(Saved data entries)
-- -- --

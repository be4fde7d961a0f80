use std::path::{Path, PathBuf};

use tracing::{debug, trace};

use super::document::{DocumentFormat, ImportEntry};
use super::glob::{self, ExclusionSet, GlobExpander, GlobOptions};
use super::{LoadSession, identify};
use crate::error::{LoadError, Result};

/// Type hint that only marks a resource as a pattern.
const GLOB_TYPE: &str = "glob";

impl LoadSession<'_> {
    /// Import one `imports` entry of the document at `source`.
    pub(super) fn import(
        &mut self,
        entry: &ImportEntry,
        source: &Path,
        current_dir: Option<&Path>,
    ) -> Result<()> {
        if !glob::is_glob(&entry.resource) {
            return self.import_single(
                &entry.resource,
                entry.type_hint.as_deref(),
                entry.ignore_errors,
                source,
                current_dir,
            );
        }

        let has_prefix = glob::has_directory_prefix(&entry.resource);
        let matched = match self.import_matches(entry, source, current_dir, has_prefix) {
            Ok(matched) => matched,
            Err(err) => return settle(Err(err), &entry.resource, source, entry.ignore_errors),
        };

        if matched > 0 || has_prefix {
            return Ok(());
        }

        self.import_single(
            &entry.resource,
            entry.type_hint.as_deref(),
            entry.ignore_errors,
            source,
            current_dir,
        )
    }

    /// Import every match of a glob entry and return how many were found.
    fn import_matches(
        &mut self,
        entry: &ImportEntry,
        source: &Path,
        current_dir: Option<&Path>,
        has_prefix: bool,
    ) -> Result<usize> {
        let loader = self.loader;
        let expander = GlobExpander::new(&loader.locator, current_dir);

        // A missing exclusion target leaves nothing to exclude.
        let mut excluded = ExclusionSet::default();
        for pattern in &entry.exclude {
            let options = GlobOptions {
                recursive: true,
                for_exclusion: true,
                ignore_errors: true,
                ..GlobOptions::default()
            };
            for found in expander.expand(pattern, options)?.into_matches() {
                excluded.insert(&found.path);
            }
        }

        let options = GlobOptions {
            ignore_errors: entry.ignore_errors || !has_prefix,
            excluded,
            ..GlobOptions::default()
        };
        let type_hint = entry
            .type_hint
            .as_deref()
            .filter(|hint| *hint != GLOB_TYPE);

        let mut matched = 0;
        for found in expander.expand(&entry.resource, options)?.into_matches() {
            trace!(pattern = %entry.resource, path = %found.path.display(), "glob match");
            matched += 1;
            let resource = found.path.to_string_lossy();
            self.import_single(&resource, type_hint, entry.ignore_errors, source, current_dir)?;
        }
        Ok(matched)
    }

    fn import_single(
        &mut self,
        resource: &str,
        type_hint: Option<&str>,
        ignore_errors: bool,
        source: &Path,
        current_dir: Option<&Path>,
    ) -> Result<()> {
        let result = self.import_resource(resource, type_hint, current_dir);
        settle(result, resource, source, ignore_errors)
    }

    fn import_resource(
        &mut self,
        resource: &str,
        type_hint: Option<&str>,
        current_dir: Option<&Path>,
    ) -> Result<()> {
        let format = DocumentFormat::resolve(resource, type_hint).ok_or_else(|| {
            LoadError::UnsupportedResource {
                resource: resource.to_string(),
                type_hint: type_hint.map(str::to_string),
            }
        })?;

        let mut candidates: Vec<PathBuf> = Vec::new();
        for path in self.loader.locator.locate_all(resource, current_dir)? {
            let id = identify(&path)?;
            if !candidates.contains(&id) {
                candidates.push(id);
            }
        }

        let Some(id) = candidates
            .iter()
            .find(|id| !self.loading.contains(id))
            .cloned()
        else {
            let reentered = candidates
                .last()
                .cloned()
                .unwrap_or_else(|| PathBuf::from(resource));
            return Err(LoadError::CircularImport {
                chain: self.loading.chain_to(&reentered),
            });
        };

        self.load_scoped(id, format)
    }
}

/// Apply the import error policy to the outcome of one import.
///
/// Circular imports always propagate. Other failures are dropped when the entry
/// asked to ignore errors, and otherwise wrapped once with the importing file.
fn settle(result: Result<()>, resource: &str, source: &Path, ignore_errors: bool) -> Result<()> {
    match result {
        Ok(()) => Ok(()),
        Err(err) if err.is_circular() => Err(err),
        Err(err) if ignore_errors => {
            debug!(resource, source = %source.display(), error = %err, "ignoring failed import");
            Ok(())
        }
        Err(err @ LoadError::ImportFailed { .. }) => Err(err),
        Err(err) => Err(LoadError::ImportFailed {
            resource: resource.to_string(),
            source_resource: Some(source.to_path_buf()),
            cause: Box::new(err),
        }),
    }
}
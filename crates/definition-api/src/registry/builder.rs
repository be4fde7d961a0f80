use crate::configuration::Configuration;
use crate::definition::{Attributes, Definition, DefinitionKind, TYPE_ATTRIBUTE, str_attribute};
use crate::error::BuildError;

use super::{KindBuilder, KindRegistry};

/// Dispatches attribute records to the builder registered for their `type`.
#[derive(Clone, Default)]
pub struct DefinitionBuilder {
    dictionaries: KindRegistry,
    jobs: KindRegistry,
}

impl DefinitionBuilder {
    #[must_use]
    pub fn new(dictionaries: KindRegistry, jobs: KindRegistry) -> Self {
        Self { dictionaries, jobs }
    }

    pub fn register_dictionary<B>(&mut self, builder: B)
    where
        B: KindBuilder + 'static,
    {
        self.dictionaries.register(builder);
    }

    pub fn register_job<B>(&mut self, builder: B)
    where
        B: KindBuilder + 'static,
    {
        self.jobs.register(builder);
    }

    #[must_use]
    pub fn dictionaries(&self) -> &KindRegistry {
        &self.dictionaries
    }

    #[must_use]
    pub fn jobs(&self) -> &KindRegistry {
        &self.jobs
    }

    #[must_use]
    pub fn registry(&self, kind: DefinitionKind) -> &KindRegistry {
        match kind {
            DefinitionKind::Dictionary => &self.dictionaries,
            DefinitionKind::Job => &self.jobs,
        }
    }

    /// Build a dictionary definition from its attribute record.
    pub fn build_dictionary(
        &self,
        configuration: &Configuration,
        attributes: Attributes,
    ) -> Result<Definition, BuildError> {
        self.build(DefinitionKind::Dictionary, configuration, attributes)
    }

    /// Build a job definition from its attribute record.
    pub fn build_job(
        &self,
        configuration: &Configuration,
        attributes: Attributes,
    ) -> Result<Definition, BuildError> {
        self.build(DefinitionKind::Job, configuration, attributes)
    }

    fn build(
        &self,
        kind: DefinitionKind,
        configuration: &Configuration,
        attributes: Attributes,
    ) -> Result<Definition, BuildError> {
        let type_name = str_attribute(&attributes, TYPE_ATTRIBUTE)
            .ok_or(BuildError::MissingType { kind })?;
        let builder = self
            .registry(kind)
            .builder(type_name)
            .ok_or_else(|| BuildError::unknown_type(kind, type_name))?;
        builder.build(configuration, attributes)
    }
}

-- -- --

● **What you should do**: Tally the lines of the entries that include the word "loading" and give only the total.

● **Solution to the problem**: 2